Por outro lado, foi instrumentalizado
todo um aparato midiático tradicional e oficial, na defesa dos interesses das
camadas dominantes, e uma onda de influenciadores religiosos e outros
personagens oportunistas, a fim de desconstruir todo o discurso da esquerda na
defesa de um sistema alternativo ao capitalismo. E, mediante a acusação de
corrupção (sempre um risco para quem controla o estado) e de usar as
instituições para o interesse ideológico, construindo uma falsa narrativa de
guerra cultural, disseminando entre a população dúvida e raiva.
A partir de todo esse
movimento, e enquanto a esquerda se enrolava tentando gerenciar a crise do
estado capitalista, a extrema-direita ergueu o discurso de “anti-sistema”. Numa
postura absolutamente hipócrita, porque esse segmento se coloca contra as
estruturas políticas e a democracia (embora defensores do autoritarismo e das
ditaduras), não contra o sistema capitalista. Mas é uma dubiedade que confunde
pessoas que não possuem discernimento suficiente para compreender a dimensão de
cada significado desses objetivos. E o discurso “antissistêmico” da
extrema-direita passou a envolver principalmente quem por muito tempo era os
pilares dos discursos revolucionários: a juventude. Isso foi muito marcante na
Argentina, mas também aqui no Brasil.
Mesclando o discurso
forte, antissistema, com a pauta conservadora dos costumes, na contraposição às
lutas encampadas pela esquerda, e tornada praticamente a principal bandeira de
suas ações, a extrema-direita passou a se fortalecer, e, a construir um forte
discurso reacionário, na defesa de questões que se imaginava estarem
resolvidas, a ponto de surgirem personagens defendendo a aberrações de governos
ditatoriais militares. E isso sendo aceito e disseminado na sociedade, desde o
topo à base da pirâmide social.
Nessas circunstâncias,
não criadas pelas esquerdas, mas pela tentativa de se adaptar-se a elas e
amenizar a crise (condição natural para quem assume governo em um Estado
capitalista) a extrema direita foi acuando cada vez mais os setores
progressistas e a apresentar os mais diabólicos e extremistas personagens, com
discursos claramente fascistas, eivados de todos os tipos de preconceitos e
fortemente violentos.
Isso levou os setores
conservadores a construírem uma base parlamentar enorme, como nunca se viu na
política brasileira, e a ganharem eleições nos estados e no governo brasileiro,
mas não somente por aqui. Isso já vinha acontecendo pela Europa (Itália,
Polônia, Hungria, Grécia...), nos Estados Unidos, e em boa parte da América
Latina, até chegar ao mais novo energúmeno a ser alçado à condição de
presidente: o histriônico Milei, agora eleito presidente da Argentina, a meu
ver, sem muita surpresa. Porque tudo isso que relatei anteriormente, embora com
foco no Brasil, aconteceu também na Argentina. E ainda vai acontecer em
diversos outros países, enquanto a esquerda não voltar a ter um discurso forte,
verdadeiramente contra o sistema capitalista, e apontando objetivamente
alternativas a essas estruturas perversas que existem.
Não estou apresentando
nenhuma receita, e sei que essa é a parte mais difícil. Mas só sai de uma
enrascada tentando entender como se chegou a ela. E se me prolonguei nessa abordagem, falando o
que pra mim por todo esse tempo sempre foi o óbvio (e já escrevi muito sobre
isso neste blog), é para dizer que não há surpresa nenhuma no que está
acontecendo. A esquerda precisa mudar a estratégia. Como a extrema-direita fez.
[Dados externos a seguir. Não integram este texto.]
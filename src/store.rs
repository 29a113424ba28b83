//! Auth state persistence via the OS keyring
//!
//! [`KeyringStore`] keeps the serialized mapping of an [`AuthState`] in the
//! operating system's credential store (Keychain on macOS, Secret Service on
//! Linux, Credential Manager on Windows).  Each stored state is addressed by
//! an account name under the store's service name, so one application can
//! hold the grants of several providers.
//!
//! [`PersistingObserver`] wires a store to an [`AuthState`] so every change
//! is written back as it happens.

use std::sync::Arc;

use thiserror::Error;

use crate::auth_state::{AuthState, AuthStateObserver};
use crate::error::OAuthError;
use crate::service::AuthorizationService;

/// Default keyring service name.
pub const DEFAULT_SERVICE_NAME: &str = "oauthkit";

/// Errors from the credential store.
#[derive(Error, Debug)]
pub enum StoreError {
    /// The OS credential store rejected the operation.
    #[error("Keyring error: {0}")]
    Keyring(#[from] keyring::Error),

    /// The stored value is not valid JSON.
    #[error("Stored state is not valid JSON: {0}")]
    Serialization(#[from] serde_json::Error),

    /// The stored JSON is not an auth state, or the state could not be
    /// encoded.
    #[error("Stored state is invalid: {0}")]
    State(#[from] OAuthError),
}

// ---------------------------------------------------------------------------
// KeyringStore
// ---------------------------------------------------------------------------

/// Namespaced accessor for auth states in the OS keyring.
///
/// # Examples
///
/// ```no_run
/// use oauthkit::service::AuthorizationService;
/// use oauthkit::store::KeyringStore;
///
/// let store = KeyringStore::default();
/// match store.load("example-provider", AuthorizationService::default()).unwrap() {
///     Some(state) => println!("authorized: {}", state.is_authorized()),
///     None => println!("not logged in"),
/// }
/// ```
#[derive(Debug, Clone, PartialEq, Eq)]
pub struct KeyringStore {
    service_name: String,
}

impl Default for KeyringStore {
    fn default() -> Self {
        Self::new(DEFAULT_SERVICE_NAME)
    }
}

impl KeyringStore {
    /// Creates a store under `service_name`.
    pub fn new(service_name: impl Into<String>) -> Self {
        Self {
            service_name: service_name.into(),
        }
    }

    /// The keyring service name.
    pub fn service_name(&self) -> &str {
        &self.service_name
    }

    fn entry(&self, account: &str) -> Result<keyring::Entry, StoreError> {
        Ok(keyring::Entry::new(&self.service_name, account)?)
    }

    /// Persists `state` under `account`, replacing any previous value.
    ///
    /// # Errors
    ///
    /// Returns [`StoreError::State`] if the state cannot be serialized or
    /// [`StoreError::Keyring`] if the OS credential store rejects the write.
    pub fn save(&self, account: &str, state: &AuthState) -> Result<(), StoreError> {
        let mapping = state.to_mapping()?;
        let json_str = serde_json::to_string(&mapping)?;
        self.entry(account)?.set_password(&json_str)?;
        tracing::debug!(service = %self.service_name, account, "saved auth state");
        Ok(())
    }

    /// Loads the state stored under `account`.
    ///
    /// Returns `Ok(None)` when nothing has been saved, so callers can tell
    /// "not logged in" apart from a keyring failure.
    ///
    /// # Errors
    ///
    /// Returns [`StoreError::Keyring`] for an unexpected keyring error, or
    /// [`StoreError::Serialization`] / [`StoreError::State`] when the stored
    /// value is malformed.
    pub fn load(
        &self,
        account: &str,
        service: AuthorizationService,
    ) -> Result<Option<AuthState>, StoreError> {
        match self.entry(account)?.get_password() {
            Ok(json_str) => {
                let mapping = serde_json::from_str(&json_str)?;
                Ok(Some(AuthState::from_mapping(mapping, service)?))
            }
            Err(keyring::Error::NoEntry) => Ok(None),
            Err(e) => Err(e.into()),
        }
    }

    /// Deletes the state stored under `account`.  Deleting a missing entry
    /// is a no-op.
    ///
    /// # Errors
    ///
    /// Returns [`StoreError::Keyring`] for an unexpected keyring error.
    pub fn delete(&self, account: &str) -> Result<(), StoreError> {
        match self.entry(account)?.delete_password() {
            Ok(()) | Err(keyring::Error::NoEntry) => Ok(()),
            Err(e) => Err(e.into()),
        }
    }

    /// Creates an observer that saves the state under `account` whenever it
    /// changes.
    pub fn observer(&self, account: impl Into<String>) -> Arc<dyn AuthStateObserver> {
        Arc::new(PersistingObserver {
            store: self.clone(),
            account: account.into(),
        })
    }
}

// ---------------------------------------------------------------------------
// PersistingObserver
// ---------------------------------------------------------------------------

/// Writes an [`AuthState`] to a [`KeyringStore`] on every change.
///
/// Write failures are logged; they never reach the state's callers.
#[derive(Debug)]
pub struct PersistingObserver {
    store: KeyringStore,
    account: String,
}

impl AuthStateObserver for PersistingObserver {
    fn on_state_changed(&self, state: &AuthState) {
        if let Err(e) = self.store.save(&self.account, state) {
            tracing::warn!(account = %self.account, error = %e, "failed to persist auth state");
        }
    }

    fn on_authorization_error(&self, _state: &AuthState, error: &OAuthError) {
        tracing::warn!(
            account = %self.account,
            %error,
            "stored grant is no longer valid; log in again"
        );
    }
}

// ---------------------------------------------------------------------------
// Tests
// ---------------------------------------------------------------------------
Para retomar um discurso que já se fazia até as datas iniciais deste século. Ou
seja, naquele momento em que as pessoas começaram a acreditar nos discursos e
eleger partidos de esquerda para os governos, como consequência da crise
sistêmica capitalista.
Não estou sugerindo que
se esqueçam bandeiras importantes na luta pelos direitos humanos, nas questões
de gêneros ou antirracistas. Mas essas não podem se constituir em embates
radicalizados, de importância maior do que aquelas que nos mostrem, de forma
geral, quais são as raízes de todos esses males que nos consomem. É necessário
que saiamos da especificidade e retomemos bandeiras gerais, de fato antissistêmicas,
num enfrentamento ideológico claro, de forma a contribuir com a formação
política e intelectual das camada oprimidas, no objetivo daquilo que sempre nos
miramos, mesmo que numa esperança utópica, da construção de um sistema mais
justo e menos desigual. Apontar as mazelas do capitalismo, mesmo para quem é
parlamentar ou está em um governo, deve ser o objetivo de quem se elegeu criando
expectativas e estimulando sonhos dos desfavorecidos socialmente, e de uma
classe média que por muito tempo apostou nas pautas dos partidos de esquerda.
O combate à pobreza e à
desigualdade social não pode ser travado sem deixar claro que essas condições
são criadas por um sistema injusto, escorado na ganância e na usura. Só assim
poderemos nos livrar dos Bolsonaros e dos Mileis, que podem se multiplicar,
caso a esquerda não seja convincente na apresentação de alternativas ao sistema
capitalista. E é preciso deixar claro que a extrema-direita não é, nem nunca
foi, antissistema. Mas usa de um discurso escorado na falsa e hipócrita defesa
de costumes, apoiando-se no medo que se dissemina na maneira como se dá essa
comunicação, por meio da religião, embora também reflexo da crise: fragilidade,
ignorância, medo e ressentimento, alimentam a extrema-direita e faz ressurgir a
sombra do fascismo.
É difícil reverter isso?
É. Mais difícil, no entanto, está sendo viver nessa conjuntura política e nessa
crise estrutural sistêmica. E enquanto eu escrevia esse texto me deparei com o
mais novo trabalho sobre as desigualdades sociais, refletidas no Relatório da Oxfam
sobre o consumo dos 1% mais ricos, escandalosamente maior do que os 99%
restante. E que “Em 2030, as emissões do 1% mais rico do mundo deverá ser 22
vezes superior ao limite seguro de emissões permitidas”.
Ou seja, não há salvação para a humanidade enquanto perdurar essa lógica que movimenta expansivamente o sistema capitalista. É dever da esquerda retomar seu discurso e sua prática revolucionária antissistêmica. Refazer a utopia, e fazer as pessoas sonharem novamente com um outro mundo, sem essa lógica perversa e desigual que o capitalismo impõe. Antes que seja tarde.